Instructions to follow:
A complete and exact copy of the data below is the task.

Records to process:
//! Output filename derivation, per `spec.md` §6's description of the CLI
//! surface: compress appends `.egz`; expand strips it (or falls back to
//! an `.out` suffix when the input doesn't carry one). Neither the
//! original `egz` tool nor the teacher's CLI derives output paths (both
//! take explicit `-o`), so this is new code in the teacher's module
//! style rather than a direct port.

const SUFFIX: &str = ".egz";

/// Compute the output path for a compress run. `exists_and_should_skip`
/// is asked, for each candidate path in turn, whether that candidate is
/// taken and the user declined to overwrite it; on a decline the
/// function tries the next `-<N>` suffixed candidate. Returns `None` if
/// the caller aborts (used to surface `Error::UserAbort`).
pub fn compress_output_path(input: &str, mut exists_and_should_skip: impl FnMut(&str) -> bool) -> Option<String> {
    let base = format!("{input}{SUFFIX}");
    if !exists_and_should_skip(&base) {
        return Some(base);
    }
    for n in 1..=9999u32 {
        let candidate = format!("{input}-{n}{SUFFIX}");
        if !exists_and_should_skip(&candidate) {
            return Some(candidate);
        }
    }
    None
}

/// Compute the output path for an expand run. Unlike compress, expand
/// never prompts: on a collision it silently tries the next `-<N>`
/// suffix so a batch `expand` never blocks on stdin.
pub fn expand_output_path(input: &str, mut exists: impl FnMut(&str) -> bool) -> String {
    let base = match input.strip_suffix(SUFFIX) {
        Some(stem) => stem.to_string(),
        None => format!("{input}.out"),
    };
    if !exists(&base) {
        return base;
    }
    for n in 1.. {
        let candidate = format!("{base}-{n}");
        if !exists(&candidate) {
            return candidate;
        }
    }
    unreachable!("u32 suffix space exhausted")
}

#[cfg(test)]
mod tests {
    use super::*;

    #[test]
    fn compress_path_appends_suffix() {
        let path = compress_output_path("report.txt", |_| false).unwrap();
        assert_eq!(path, "report.txt.egz");
    }

    #[test]
    fn compress_path_suffixes_on_collision() {
        let mut seen = vec!["report.txt.egz".to_string()];
        let path = compress_output_path("report.txt", |candidate| {
            if seen.contains(&candidate.to_string()) {
                true
            } else {
                seen.push(candidate.to_string());
                false
            }
        })
        .unwrap();
        assert_eq!(path, "report.txt-1.egz");
    }

    #[test]
    fn compress_path_returns_none_when_every_candidate_declined() {
        assert!(compress_output_path("report.txt", |_| true).is_none());
    }

    #[test]
    fn expand_path_strips_suffix() {
        let path = expand_output_path("report.txt.egz", |_| false);
        assert_eq!(path, "report.txt");
    }

    #[test]
    fn expand_path_falls_back_to_out_suffix_without_egz_extension() {
        let path = expand_output_path("mystery_blob", |_| false);
        assert_eq!(path, "mystery_blob.out");
    }

    #[test]
    fn expand_path_suffixes_on_collision_without_prompting() {
        let mut taken = vec!["report.txt".to_string(), "report.txt-1".to_string()];
        let path = expand_output_path("report.txt.egz", |candidate| taken.contains(&candidate.to_string()));
        assert_eq!(path, "report.txt-2");
        taken.push(path);
        assert_eq!(taken.len(), 3);
    }
}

Solution below:
//! Output filename derivation, per `spec.md` §6's description of the CLI
//! surface: compress appends `.egz`; expand strips it (or falls back to
//! an `.out` suffix when the input doesn't carry one). Neither the
//! original `egz` tool nor the teacher's CLI derives output paths (both
//! take explicit `-o`), so this is new code in the teacher's module
//! style rather than a direct port.

const SUFFIX: &str = ".egz";

/// Compute the output path for a compress run. `exists_and_should_skip`
/// is asked, for each candidate path in turn, whether that candidate is
/// taken and the user declined to overwrite it; on a decline the
/// function tries the next `-<N>` suffixed candidate. Returns `None` if
/// the caller aborts (used to surface `Error::UserAbort`).
pub fn compress_output_path(input: &str, mut exists_and_should_skip: impl FnMut(&str) -> bool) -> Option<String> {
    let base = format!("{input}{SUFFIX}");
    if !exists_and_should_skip(&base) {
        return Some(base);
    }
    for n in 1..=9999u32 {
        let candidate = format!("{input}-{n}{SUFFIX}");
        if !exists_and_should_skip(&candidate) {
            return Some(candidate);
        }
    }
    None
}

/// Compute the output path for an expand run. Unlike compress, expand
/// never prompts: on a collision it silently tries the next `-<N>`
/// suffix so a batch `expand` never blocks on stdin.
pub fn expand_output_path(input: &str, mut exists: impl FnMut(&str) -> bool) -> String {
    let base = match input.strip_suffix(SUFFIX) {
        Some(stem) => stem.to_string(),
        None => format!("{input}.out"),
    };
    if !exists(&base) {
        return base;
    }
    for n in 1.. {
        let candidate = format!("{base}-{n}");
        if !exists(&candidate) {
            return candidate;
        }
    }
    unreachable!("u32 suffix space exhausted")
}

#[cfg(test)]
mod tests {
    use super::*;

    #[test]
    fn compress_path_appends_suffix() {
        let path = compress_output_path("report.txt", |_| false).unwrap();
        assert_eq!(path, "report.txt.egz");
    }

    #[test]
    fn compress_path_suffixes_on_collision() {
        let mut seen = vec!["report.txt.egz".to_string()];
        let path = compress_output_path("report.txt", |candidate| {
            if seen.contains(&candidate.to_string()) {
                true
            } else {
                seen.push(candidate.to_string());
                false
            }
        })
        .unwrap();
        assert_eq!(path, "report.txt-1.egz");
    }

    #[test]
    fn compress_path_returns_none_when_every_candidate_declined() {
        assert!(compress_output_path("report.txt", |_| true).is_none());
    }

    #[test]
    fn expand_path_strips_suffix() {
        let path = expand_output_path("report.txt.egz", |_| false);
        assert_eq!(path, "report.txt");
    }

    #[test]
    fn expand_path_falls_back_to_out_suffix_without_egz_extension() {
        let path = expand_output_path("mystery_blob", |_| false);
        assert_eq!(path, "mystery_blob.out");
    }

    #[test]
    fn expand_path_suffixes_on_collision_without_prompting() {
        let mut taken = vec!["report.txt".to_string(), "report.txt-1".to_string()];
        let path = expand_output_path("report.txt.egz", |candidate| taken.contains(&candidate.to_string()));
        assert_eq!(path, "report.txt-2");
        taken.push(path);
        assert_eq!(taken.len(), 3);
    }
}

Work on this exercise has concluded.